There was no God. Only weaklings needed someone other than

themselves to blame for how life turned out. He suddenly rushed to the

small black table between the bed and quickly opened its only drawer.

Reaching in he discovered what he had suspected: a Gideon Bible. He hated

the Gideons.

One last time, he thought, one last time.

His father, like himself, had been a fervent atheist. When their

family had gone on vacation and stayed in hotels or motels, his dad had

always made a big show of going first to find if there was a Bible in the

room and then throwing it ceremoniously in the trash can. Ned had carried

on that tradition his entire adult life. Ned Phillips had personally

disposed of literally hundreds of Gideon Bibles all over the United States,

and parts of Europe. This would be his final act of defiance, of rebellion

against the religious establishment.

“Here’s to you, Dad,” Ned said gruffly as he found the trash can in

the bathroom and dropped the Bible in. He then wetted some toilet paper in

the sink and dropped it on the top. This would discourage rescue attempts.
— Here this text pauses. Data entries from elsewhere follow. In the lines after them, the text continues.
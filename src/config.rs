use anyhow::{anyhow, Context, Result};
use std::env;
use std::path::PathBuf;

pub const DEFAULT_USER_AGENT: &str =
    "Mozilla/5.0 (Windows NT 10.0; Win64; x64) AppleWebKit/537.36 (KHTML, like Gecko) Chrome/123.0.0.0 Safari/537.36";

/// How product searches obtain their HTML.
#[derive(Debug, Clone, Copy, PartialEq, Eq)]
pub enum ScrapeMode {
    /// Plain HTTP GET against the search path.
    Static,
    /// Drive a headless Chrome through the site's search box.
    Browser,
}

impl std::str::FromStr for ScrapeMode {
    type Err = anyhow::Error;

    fn from_str(s: &str) -> Result<Self> {
        match s.trim().to_ascii_lowercase().as_str() {
            "static" | "http" => Ok(ScrapeMode::Static),
            "browser" | "chrome" => Ok(ScrapeMode::Browser),
            other => Err(anyhow!("unknown SCRAPE_MODE '{}'", other)),
        }
    }
}

/// Where and as whom the scrapers talk to the shop.
#[derive(Debug, Clone)]
pub struct SiteSettings {
    pub base_url: String,
    pub user_agent: String,
}

/// Process configuration, read once at startup.
#[derive(Debug, Clone)]
pub struct Config {
    pub database_url: String,
    pub database_max_connections: u32,
    pub webhook_secret: String,
    pub port: u16,
    pub base_url: String,
    pub scrape_mode: ScrapeMode,
    pub snapshot_path: PathBuf,
    pub user_agent: String,
}

impl Config {
    pub fn from_env() -> Result<Self> {
        Self::from_lookup(|key| env::var(key).ok())
    }

    /// Builds the config from an arbitrary key lookup so defaults can be
    /// exercised without touching the process environment.
    pub fn from_lookup<F>(lookup: F) -> Result<Self>
    where
        F: Fn(&str) -> Option<String>,
    {
        let database_url = lookup("DATABASE_URL").context("DATABASE_URL must be set")?;
        let webhook_secret = lookup("CLERK_WEBHOOK_SECRET")
            .or_else(|| lookup("CLERK_WEBHOOK_SECRET_KEY"))
            .context("CLERK_WEBHOOK_SECRET must be set")?;

        let port = match lookup("PORT") {
            Some(p) => p.parse().with_context(|| format!("PORT must be a number, got '{}'", p))?,
            None => 7000,
        };
        let database_max_connections = match lookup("DATABASE_MAX_CONNECTIONS") {
            Some(n) => n
                .parse()
                .with_context(|| format!("DATABASE_MAX_CONNECTIONS must be a number, got '{}'", n))?,
            None => 5,
        };
        let scrape_mode = match lookup("SCRAPE_MODE") {
            Some(m) => m.parse()?,
            None => ScrapeMode::Static,
        };

        let base_url = lookup("SCRAPE_BASE_URL")
            .unwrap_or_else(|| "https://www.amazon.com".to_string())
            .trim_end_matches('/')
            .to_string();

        Ok(Self {
            database_url,
            database_max_connections,
            webhook_secret,
            port,
            base_url,
            scrape_mode,
            snapshot_path: lookup("SCRAPE_SNAPSHOT_PATH")
                .map(PathBuf::from)
                .unwrap_or_else(|| PathBuf::from("products.json")),
            user_agent: lookup("SCRAPE_USER_AGENT").unwrap_or_else(|| DEFAULT_USER_AGENT.to_string()),
        })
    }

    pub fn site(&self) -> SiteSettings {
        SiteSettings {
            base_url: self.base_url.clone(),
            user_agent: self.user_agent.clone(),
        }
    }
}

#[cfg(test)]
mod tests {
    use super::*;
    use std::collections::HashMap;

    fn lookup_from(pairs: &[(&str, &str)]) -> impl Fn(&str) -> Option<String> {
        let map: HashMap<String, String> = pairs
            .iter()
            .map(|(k, v)| (k.to_string(), v.to_string()))
            .collect();
        move |key: &str| map.get(key).cloned()
    }

    #[test]
    fn defaults_apply_when_optional_vars_missing() {
        let config = Config::from_lookup(lookup_from(&[
            ("DATABASE_URL", "postgres://localhost/app"),
            ("CLERK_WEBHOOK_SECRET", "whsec_abc"),
        ]))
        .unwrap();

        assert_eq!(config.port, 7000);
        assert_eq!(config.database_max_connections, 5);
        assert_eq!(config.scrape_mode, ScrapeMode::Static);
        assert_eq!(config.base_url, "https://www.amazon.com");
        assert_eq!(config.snapshot_path, PathBuf::from("products.json"));
        assert_eq!(config.user_agent, DEFAULT_USER_AGENT);
    }

    #[test]
    fn legacy_secret_name_is_accepted() {
        let config = Config::from_lookup(lookup_from(&[
            ("DATABASE_URL", "postgres://localhost/app"),
            ("CLERK_WEBHOOK_SECRET_KEY", "whsec_legacy"),
        ]))
        .unwrap();
        assert_eq!(config.webhook_secret, "whsec_legacy");
    }

    #[test]
    fn missing_database_url_is_an_error() {
        let result = Config::from_lookup(lookup_from(&[("CLERK_WEBHOOK_SECRET", "whsec_abc")]));
        assert!(result.is_err());
    }

    #[test]
    fn overrides_are_parsed() {
        let config = Config::from_lookup(lookup_from(&[
            ("DATABASE_URL", "postgres://localhost/app"),
            ("CLERK_WEBHOOK_SECRET", "whsec_abc"),
            ("PORT", "8080"),
            ("SCRAPE_MODE", "Browser"),
            ("SCRAPE_BASE_URL", "http://127.0.0.1:9000/"),
        ]))
        .unwrap();
        assert_eq!(config.port, 8080);
        assert_eq!(config.scrape_mode, ScrapeMode::Browser);
        assert_eq!(config.base_url, "http://127.0.0.1:9000");
    }

    #[test]
    fn bad_port_is_rejected() {
        let result = Config::from_lookup(lookup_from(&[
            ("DATABASE_URL", "postgres://localhost/app"),
            ("CLERK_WEBHOOK_SECRET", "whsec_abc"),
            ("PORT", "seven"),
        ]));
        assert!(result.is_err());
    }
}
It was a small act of defiance in the great conflict, but he would remain

consistent to the end.

Ned couldn’t help feeling a bit of irony. He hadn’t thought much

about his father in years. They had never been close, and he never

particularly liked him as a person. His father was brash, arrogant,

cutting in his remarks, and the two had clashed frequently. He had died a

bitter old man, alone in a county nursing home. Ned has visited him

exactly once at Dee’s urging, nagging actually. Within five minutes his

father, hooked up to an oxygen tank and pale as a ghost, was telling Ned

what a disappointment he had been as a son. Ned had simply turned and

walked away forever.

Hating God and religion were about the only thing they shared in

common. But he was determined not to die like his father, hooked up to

tubes, alone, waiting, and wishing to die.
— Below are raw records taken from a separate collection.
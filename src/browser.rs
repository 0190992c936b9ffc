use async_trait::async_trait;
use headless_chrome::{Browser, LaunchOptions, Tab};
use std::ffi::OsStr;
use std::sync::Arc;
use tracing::{debug, info};

use crate::config::SiteSettings;
use crate::error::ScrapeError;
use crate::fetcher::PageFetcher;

/// Appears once a results page has fully rendered.
pub const PAGINATION_SELECTOR: &str = ".s-pagination-strip";

/// A pair of selectors locating the search box and its submit button.
#[derive(Debug, Clone, Copy, PartialEq, Eq)]
pub struct SearchBoxVariant {
    pub name: &'static str,
    pub input: &'static str,
    pub submit: &'static str,
}

/// The site serves two markups; tried in this order, first hit wins.
pub const SEARCH_BOX_VARIANTS: [SearchBoxVariant; 2] = [
    SearchBoxVariant {
        name: "primary",
        input: "#twotabsearchtextbox",
        submit: "#nav-search-submit-button",
    },
    SearchBoxVariant {
        name: "secondary",
        input: "input[name='field-keywords']",
        submit: "input[type='submit']",
    },
];

/// Returns the first variant `probe` accepts, in declaration order.
pub fn first_matching_variant<T, F>(variants: &[SearchBoxVariant], mut probe: F) -> Option<(SearchBoxVariant, T)>
where
    F: FnMut(&SearchBoxVariant) -> Option<T>,
{
    variants
        .iter()
        .find_map(|variant| probe(variant).map(|found| (*variant, found)))
}

/// One isolated headless Chrome with a single tab.
///
/// Dropping the session closes the tab and then the browser process, so
/// every exit path out of a scrape releases it.
pub struct BrowserSession {
    tab: Arc<Tab>,
    _browser: Browser,
}

impl BrowserSession {
    pub fn launch(user_agent: &str) -> anyhow::Result<Self> {
        let ua_arg = format!("--user-agent={}", user_agent);
        let args = vec![
            OsStr::new("--no-sandbox"),
            OsStr::new("--disable-dev-shm-usage"),
            OsStr::new("--disable-infobars"),
            OsStr::new(&ua_arg),
        ];

        let browser = Browser::new(LaunchOptions {
            headless: true,
            window_size: Some((1920, 1080)),
            args,
            ..Default::default()
        })?;
        let tab = browser.new_tab()?;
        debug!("browser session started");

        Ok(Self { tab, _browser: browser })
    }

    pub fn tab(&self) -> &Tab {
        &self.tab
    }

    pub fn open(&self, url: &str) -> anyhow::Result<&Tab> {
        info!(url = %url, "navigating");
        self.tab.navigate_to(url)?;
        self.tab.wait_until_navigated()?;
        Ok(&self.tab)
    }
}

impl Drop for BrowserSession {
    fn drop(&mut self) {
        if let Err(e) = self.tab.close(false) {
            debug!(error = %e, "tab already gone while closing session");
        }
        debug!("browser session closed");
    }
}

/// Runs `work` against a fresh session on the blocking pool.
pub async fn with_session<T, F>(user_agent: &str, work: F) -> Result<T, ScrapeError>
where
    T: Send + 'static,
    F: FnOnce(&BrowserSession) -> Result<T, ScrapeError> + Send + 'static,
{
    let user_agent = user_agent.to_string();
    tokio::task::spawn_blocking(move || -> Result<T, ScrapeError> {
        let session = BrowserSession::launch(&user_agent)?;
        work(&session)
    })
    .await
    .map_err(|e| ScrapeError::Network(anyhow::anyhow!("browser task failed: {}", e)))?
}

/// Drives the site's own search form and returns the rendered results page.
pub struct BrowserFetcher {
    site: SiteSettings,
}

impl BrowserFetcher {
    pub fn new(site: SiteSettings) -> Self {
        Self { site }
    }
}

fn search_via_form(session: &BrowserSession, base_url: &str, term: &str) -> Result<String, ScrapeError> {
    let tab = session.open(base_url)?;

    let (variant, (input, submit)) = first_matching_variant(&SEARCH_BOX_VARIANTS, |v| {
        match (tab.find_element(v.input), tab.find_element(v.submit)) {
            (Ok(input), Ok(submit)) => Some((input, submit)),
            _ => None,
        }
    })
    .ok_or_else(|| {
        let tried: Vec<&str> = SEARCH_BOX_VARIANTS.iter().map(|v| v.input).collect();
        ScrapeError::SelectorMissing(tried.join(" | "))
    })?;
    debug!(variant = variant.name, "found search box");

    input.click()?;
    input.type_into(term)?;
    submit.click()?;

    // Library default timeout; a page that never paginates fails the request.
    tab.wait_for_element(PAGINATION_SELECTOR)?;
    Ok(tab.get_content()?)
}

#[async_trait]
impl PageFetcher for BrowserFetcher {
    async fn fetch(&self, term: &str) -> Result<Option<String>, ScrapeError> {
        let base_url = self.site.base_url.clone();
        let term = term.to_string();
        let html = with_session(&self.site.user_agent, move |session| {
            search_via_form(session, &base_url, &term)
        })
        .await?;
        Ok(Some(html))
    }
}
After throwing the Bible in the trash can, he felt as if somehow he

had purified this pathetic excuse for a room. He went over to the bed,

gently unrolled his coat and felt the cold steel of his salvation. He held

the pistol he had bought several months ago comfortably in his right hand.

It would just take a moment, he thought, and everything that had once been

Ned Phillips would cease to exist forever. The world would continue on in

its downward spiral until it blew itself up, or some natural catastrophe

destroyed all life on earth. Then, maybe life could start again in some

other way, maybe some better way.

He walked heavily to the naugahyde chair and collapsed in it.

Despair and anger struggled for supremacy within him. He didn’t want to

see another sunrise. He had nothing more worth living for. And he felt

very sad.

The sadness disturbed him the most. What did he have to be sad

about? A group of cells would cease to function, nothing more. There was

no great purpose to life anyway, no matter what the philosophers said. He

had done everything he had interest in doing and living no longer held any

attraction to him. It was a clear, logical, unemotional choice.

Ned silently cursed himself. His conclusions were certainly clear

and logical, but not unemotional. Why did he feel such sadness? Why was

this all so hard now? As he had gone over it many times in his mind he had

been able to think so clearly and dispassionately.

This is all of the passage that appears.